Additional file 3: Figure S2. (Related to Figure 2). CXCL12gagtm/gagtm and WT satellite cells show identical behavior. (A) Heat map of the three most up- and down-regulated genes identified by the genome-wide microarray analysis on FACS-sorted SCs from the uninjured TA of WT-Pax7 (n=3) and KI-Pax7 (n=3) mice. Expression of genes is presented as centered and scaled log2 fluorescence intensity (red to yellow key), each row represents a gene, named by its MGI symbol. Confirmation by specific RTqPCRs for the three most up-regulated genes (B) and the three most down-regulated genes (C). Data are represented as the fold change of expression in KI SCs (n=5) compared to WT SCs (n=5) with the use of Wilcoxon signed rank test.

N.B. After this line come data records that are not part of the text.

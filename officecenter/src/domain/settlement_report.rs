//! 월별 정산 보고서 집계

use chrono::{DateTime, Utc};
use serde::{Deserialize, Serialize};
use shared::model::{RoomStatus, RoomType, TransactionCategory, TransactionType};
use shared::tool::YearMonth;

/// 거래 구분/항목별 합계 (집계 쿼리 결과)
#[derive(Debug, Clone)]
pub struct TransactionAggregate {
    pub transaction_type: TransactionType,
    pub category: TransactionCategory,
    pub total: i64,
}

/// 유형/상태별 호실 수 (집계 쿼리 결과)
#[derive(Debug, Clone)]
pub struct RoomCount {
    pub room_type: RoomType,
    pub status: RoomStatus,
    pub count: i64,
}

#[derive(Debug, Clone, PartialEq, Serialize, Deserialize)]
pub struct CategoryTotal {
    pub category: TransactionCategory,
    pub amount: i64,
}

#[derive(Debug, Clone, Default, PartialEq, Serialize, Deserialize)]
pub struct BillingSummary {
    pub billing_count: i64,
    pub billed_total: i64,
    pub collected_total: i64,
    pub outstanding_total: i64,
    pub unpaid_count: i64,
}

#[derive(Debug, Clone, PartialEq, Serialize, Deserialize)]
pub struct StatusCount {
    pub status: RoomStatus,
    pub count: i64,
}

#[derive(Debug, Clone, PartialEq, Serialize, Deserialize)]
pub struct RoomSummary {
    pub total_rooms: i64,
    /// 회의실과 POST BOX를 제외한 임대용 호실
    pub leasable_rooms: i64,
    pub occupied_rooms: i64,
    pub post_box_count: i64,
    /// 입주율 (%) 소수점 첫째 자리
    pub occupancy_rate: f64,
    pub by_status: Vec<StatusCount>,
}

#[derive(Debug, Clone, PartialEq, Serialize, Deserialize)]
pub struct SettlementReport {
    pub month: YearMonth,
    pub confirmed: bool,
    pub confirmed_at: Option<DateTime<Utc>>,
    pub total_income: i64,
    pub total_expense: i64,
    pub net_profit: i64,
    pub income_by_category: Vec<CategoryTotal>,
    pub expense_by_category: Vec<CategoryTotal>,
    pub billing: BillingSummary,
    pub rooms: RoomSummary,
    pub contracts_started: i64,
    pub contracts_ended: i64,
}

/// 입주율 = 입주 ÷ 임대용 호실 × 100 (소수점 첫째 자리 반올림)
pub fn occupancy_rate(occupied: i64, leasable: i64) -> f64 {
    if leasable <= 0 {
        return 0.0;
    }
    (occupied as f64 * 1000.0 / leasable as f64).round() / 10.0
}

pub fn summarize_rooms(counts: &[RoomCount]) -> RoomSummary {
    let total_rooms = counts.iter().map(|c| c.count).sum();
    let leasable_rooms = counts
        .iter()
        .filter(|c| c.room_type.is_leasable())
        .map(|c| c.count)
        .sum();
    let occupied_rooms = counts
        .iter()
        .filter(|c| c.room_type.is_leasable() && c.status == RoomStatus::Occupied)
        .map(|c| c.count)
        .sum();
    let post_box_count = counts
        .iter()
        .filter(|c| c.room_type == RoomType::PostBox)
        .map(|c| c.count)
        .sum();

    let by_status = RoomStatus::ALL
        .iter()
        .map(|status| StatusCount {
            status: *status,
            count: counts
                .iter()
                .filter(|c| c.status == *status)
                .map(|c| c.count)
                .sum(),
        })
        .collect();

    RoomSummary {
        total_rooms,
        leasable_rooms,
        occupied_rooms,
        post_box_count,
        occupancy_rate: occupancy_rate(occupied_rooms, leasable_rooms),
        by_status,
    }
}

fn category_totals(totals: &[TransactionAggregate], kind: TransactionType) -> Vec<CategoryTotal> {
    TransactionCategory::ALL
        .iter()
        .filter_map(|category| {
            let amount: i64 = totals
                .iter()
                .filter(|t| t.transaction_type == kind && t.category == *category)
                .map(|t| t.total)
                .sum();
            (amount != 0).then_some(CategoryTotal {
                category: *category,
                amount,
            })
        })
        .collect()
}

impl SettlementReport {
    /// 집계 결과로 (미확정) 보고서를 만듭니다.
    pub fn assemble(
        month: YearMonth,
        totals: &[TransactionAggregate],
        billing: BillingSummary,
        rooms: &[RoomCount],
        contracts_started: i64,
        contracts_ended: i64,
    ) -> Self {
        let income_by_category = category_totals(totals, TransactionType::Income);
        let expense_by_category = category_totals(totals, TransactionType::Expense);
        let total_income: i64 = income_by_category.iter().map(|c| c.amount).sum();
        let total_expense: i64 = expense_by_category.iter().map(|c| c.amount).sum();

        Self {
            month,
            confirmed: false,
            confirmed_at: None,
            total_income,
            total_expense,
            net_profit: total_income - total_expense,
            income_by_category,
            expense_by_category,
            billing,
            rooms: summarize_rooms(rooms),
            contracts_started,
            contracts_ended,
        }
    }

    /// 확정 표시
    pub fn confirm(mut self, confirmed_at: DateTime<Utc>) -> Self {
        self.confirmed = true;
        self.confirmed_at = Some(confirmed_at);
        self
    }
}

#[cfg(test)]
mod tests {
    use super::*;

    fn room(room_type: RoomType, status: RoomStatus, count: i64) -> RoomCount {
        RoomCount {
            room_type,
            status,
            count,
        }
    }

    #[test]
    fn test_occupancy_rate_rounding() {
        assert_eq!(occupancy_rate(0, 0), 0.0);
        assert_eq!(occupancy_rate(1, 3), 33.3);
        assert_eq!(occupancy_rate(2, 3), 66.7);
        assert_eq!(occupancy_rate(4, 4), 100.0);
    }

    #[test]
    fn test_room_summary_excludes_meeting_rooms_and_post_boxes() {
        let counts = vec![
            room(RoomType::Single, RoomStatus::Occupied, 3),
            room(RoomType::Single, RoomStatus::Vacant, 1),
            room(RoomType::MeetingRoom, RoomStatus::Occupied, 2),
            room(RoomType::PostBox, RoomStatus::Occupied, 5),
        ];
        let summary = summarize_rooms(&counts);

        assert_eq!(summary.total_rooms, 11);
        assert_eq!(summary.leasable_rooms, 4);
        assert_eq!(summary.occupied_rooms, 3);
        assert_eq!(summary.post_box_count, 5);
        assert_eq!(summary.occupancy_rate, 75.0);

        let occupied = summary
            .by_status
            .iter()
            .find(|s| s.status == RoomStatus::Occupied)
            .unwrap();
        assert_eq!(occupied.count, 10);
        assert_eq!(summary.by_status.len(), RoomStatus::ALL.len());
    }

    #[test]
    fn test_assemble_totals() {
        let totals = vec![
            TransactionAggregate {
                transaction_type: TransactionType::Income,
                category: TransactionCategory::Rent,
                total: 1_100_000,
            },
            TransactionAggregate {
                transaction_type: TransactionType::Income,
                category: TransactionCategory::Penalty,
                total: 500_000,
            },
            TransactionAggregate {
                transaction_type: TransactionType::Expense,
                category: TransactionCategory::Repair,
                total: 200_000,
            },
        ];
        let month: YearMonth = "2024-06".parse().unwrap();
        let report = SettlementReport::assemble(month, &totals, BillingSummary::default(), &[], 1, 0);

        assert_eq!(report.total_income, 1_600_000);
        assert_eq!(report.total_expense, 200_000);
        assert_eq!(report.net_profit, 1_400_000);
        assert_eq!(report.income_by_category.len(), 2);
        assert_eq!(report.income_by_category[0].category, TransactionCategory::Rent);
        assert!(!report.confirmed);
    }

    #[test]
    fn test_snapshot_survives_json() {
        let month: YearMonth = "2024-06".parse().unwrap();
        let report = SettlementReport::assemble(month, &[], BillingSummary::default(), &[], 0, 0)
            .confirm(Utc::now());
        let json = serde_json::to_string(&report).unwrap();
        let restored: SettlementReport = serde_json::from_str(&json).unwrap();
        assert!(restored.confirmed);
        assert_eq!(restored.month, month);
    }
}
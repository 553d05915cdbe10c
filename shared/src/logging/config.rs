//! 로깅 설정 관리
//!
//! 로깅 시스템의 설정 파라미터와 서비스 타입 정의를 담당합니다.

use serde::{Deserialize, Serialize};

/// 서비스 타입 열거형
///
/// 로그의 `service` 필드로 출력되어 실행 모드를 구분합니다.
#[derive(Debug, Clone, Copy, PartialEq, Eq, Hash, Serialize, Deserialize)]
pub enum ServiceType {
    /// REST API 서버
    ApiServer,
    /// 관리 명령 (migrate, create-admin)
    Cli,
}

impl ServiceType {
    pub fn as_str(&self) -> &'static str {
        match self {
            ServiceType::ApiServer => "api",
            ServiceType::Cli => "cli",
        }
    }
}

/// 로깅 시스템 설정
#[derive(Debug, Clone, Serialize, Deserialize)]
pub struct LoggingConfig {
    /// 기본 로그 레벨 (RUST_LOG가 없을 때 사용, 기본값: info)
    pub level: String,

    /// JSON 형식 여부 (기본값: false)
    pub json_format: bool,

    /// 타깃(모듈 경로) 출력 여부 (기본값: true)
    pub with_target: bool,

    /// ANSI 색상 사용 여부 (기본값: true)
    pub ansi: bool,
}

impl Default for LoggingConfig {
    fn default() -> Self {
        Self {
            level: "info".to_string(),
            json_format: false,
            with_target: true,
            ansi: true,
        }
    }
}

impl LoggingConfig {
    /// 환경변수에서 설정 로드
    pub fn from_env() -> Self {
        let mut config = Self::default();

        if let Ok(val) = std::env::var("LOG_LEVEL") {
            config.level = val.to_lowercase();
        }

        if let Ok(val) = std::env::var("LOG_JSON_FORMAT") {
            config.json_format = val.to_lowercase() == "true";
        }

        if let Ok(val) = std::env::var("LOG_WITH_TARGET") {
            config.with_target = val.to_lowercase() == "true";
        }

        if let Ok(val) = std::env::var("LOG_ANSI") {
            config.ansi = val.to_lowercase() == "true";
        }

        config
    }

    /// 설정 유효성 검증
    pub fn validate(&self) -> anyhow::Result<()> {
        match self.level.as_str() {
            "trace" | "debug" | "info" | "warn" | "error" => Ok(()),
            other => Err(anyhow::anyhow!("unsupported LOG_LEVEL: {}", other)),
        }
    }
}
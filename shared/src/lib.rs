//! 공유 라이브러리
//!
//! 설정, 로깅, 보안, 데이터 모델, 공통 도구를 서버 크레이트에 제공합니다.

pub mod config;
pub mod logging;
pub mod model;
pub mod security;
pub mod tool;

SCs from (n=3) WT (Tg:Pax7nGFP) and (n=3) KI (CXCL12Gagtm/Gagtm::Pax7nGFP) were sorted by FACS and plated to assess their behavior by live videomicroscopy: (D) the velocity, (E) the onset first cell division and (F) the division rate. (n=100 cells counted). (G) Quantification by immunostaining 2 days post plating of percentage of MyoD and Pax7 population in WT vs KI SCs and 4 days post plating of percentage of Myogenin and Pax7 population in WT vs KI SCs (n=3 mice per condition and per time point). Data are given as the mean ± SEM. * p < 0.05; ** p < 0.01.